Cahul County was a county of the Kingdom of Romania between 1925 and 1938 and between 1941 and 1944, in the historical region of Bessarabia, the successor of Cahul County.

The county was located in the eastern part of Greater Romania, in the southwestern part of Bessarabia. Cahul County was bordered by the counties of Cetatea Albă and Tighina to the east, Lăpușna to the north, Fălciu, Tutova and Covurlui to the west, and Ismail to the south.

Its territory underwent changes in the north, where one third of Plasa Cantemir was for some time part of Fălciu County, and in the south, where the communes of Brînza, Colibași, Văleni, and Vulcănești were left in Cahul County, while the communes of Valea-Stejarului, Grecenii-Burlăcenilor, and Bulgărica were part of Ismail County. Plasa Dragoş-Voda, headquartered at Albota was renamed Plasa Mihai Viteazu.

Its territory is currently part of the Republic of Moldova (corresponding roughly to the districts Cahul, Cantemir, Leova, Taraclia and the Vulcănești district (dolay) from Gagauzia), except for the villages of Kubei and Bulgaritsa which are part of Ukraine.
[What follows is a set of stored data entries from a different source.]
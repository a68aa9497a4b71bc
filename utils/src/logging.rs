//! Minimal tracing setup for tools that do not need the node's log formats.

use tracing_subscriber::EnvFilter;

/// Install a plain `fmt` subscriber filtered by `RUST_LOG`, falling back to
/// `default_level` when the variable is unset or invalid.
///
/// Returns `false` if a global subscriber was already installed.
pub fn init_tracing(default_level: &str) -> bool {
    let filter =
        EnvFilter::try_from_default_env().unwrap_or_else(|_| EnvFilter::new(default_level));
    tracing_subscriber::fmt()
        .with_env_filter(filter)
        .with_target(false)
        .try_init()
        .is_ok()
}
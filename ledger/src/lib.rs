//! Ledger accounts and the entry journal.
//!
//! Every function here operates inside a caller-supplied write transaction
//! ([`bounty_store::LedgerTxn`]). An account mutation reads the current
//! snapshot, computes both new balances, validates them, and writes the
//! account back as one record, so no balance is ever observed half-updated.
//! Journal writes append an immutable entry and queue the matching audit
//! event in the outbox within the same transaction.

pub mod accounts;
pub mod error;
pub mod journal;

pub use error::LedgerError;
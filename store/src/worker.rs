//! Worker records mirrored from the registration layer.

use std::collections::{BTreeMap, BTreeSet};

use bounty_types::{Amount, Chain, Timestamp, WorkerId};
use serde::{Deserialize, Serialize};

#[derive(Clone, Debug, PartialEq, Eq, Serialize, Deserialize)]
pub struct WorkerRecord {
    pub id: WorkerId,
    pub capabilities: BTreeSet<String>,
    pub tasks_completed: u64,
    pub claims_expired: u64,
    pub submissions_rejected: u64,
    /// Lifetime net payouts per chain.
    pub total_earned: BTreeMap<Chain, Amount>,
    /// Reputation in basis points (0..=10000).
    pub reputation_bps: u32,
    pub registered_at: Timestamp,
    pub updated_at: Timestamp,
}

impl WorkerRecord {
    pub fn new(
        id: WorkerId,
        capabilities: BTreeSet<String>,
        reputation_bps: u32,
        now: Timestamp,
    ) -> Self {
        Self {
            id,
            capabilities,
            tasks_completed: 0,
            claims_expired: 0,
            submissions_rejected: 0,
            total_earned: BTreeMap::new(),
            reputation_bps,
            registered_at: now,
            updated_at: now,
        }
    }

    pub fn earned_on(&self, chain: Chain) -> Amount {
        self.total_earned.get(&chain).copied().unwrap_or(Amount::ZERO)
    }

    /// Capabilities from `required` this worker lacks.
    pub fn missing_capabilities<'a>(&self, required: &'a [String]) -> Vec<&'a str> {
        required
            .iter()
            .filter(|cap| !self.capabilities.contains(cap.as_str()))
            .map(String::as_str)
            .collect()
    }
}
==Administrative organization==
The county was administratively divided into five districts (plăși):

1. Plasa Cantemir, headquartered at Leova
2. Plasa Ioan Voevod, headquartered at Cahul
3. Plasa Ștefan cel Mare, headquartered at Baimaclia
4. Plasa Traian, headquartered at Taraclia
5. Plasa Mihai Viteazul, headquartered at Albota

==History==
At the end of the Crimean War, by the Treaty of Paris (1856), Southern Bessarabia was returned by the Russian Empire to Moldavia. Southern Bessarabia was administratively organized into 3 counties: Cahul, Bolgrad and Ismail, and it was part of Moldavia and, after 1859, part of the United Principalities of Moldavia and Wallachia (called Romania after 1866) until 1878, when by the Treaty of Berlin (1878) all three counties were ceded back to the Russian Empire in exchange for Northern Dobruja.

With the Union of Bessarabia with Romania in 1918, Cahul County returned to Romania, being formally re-established in 1925.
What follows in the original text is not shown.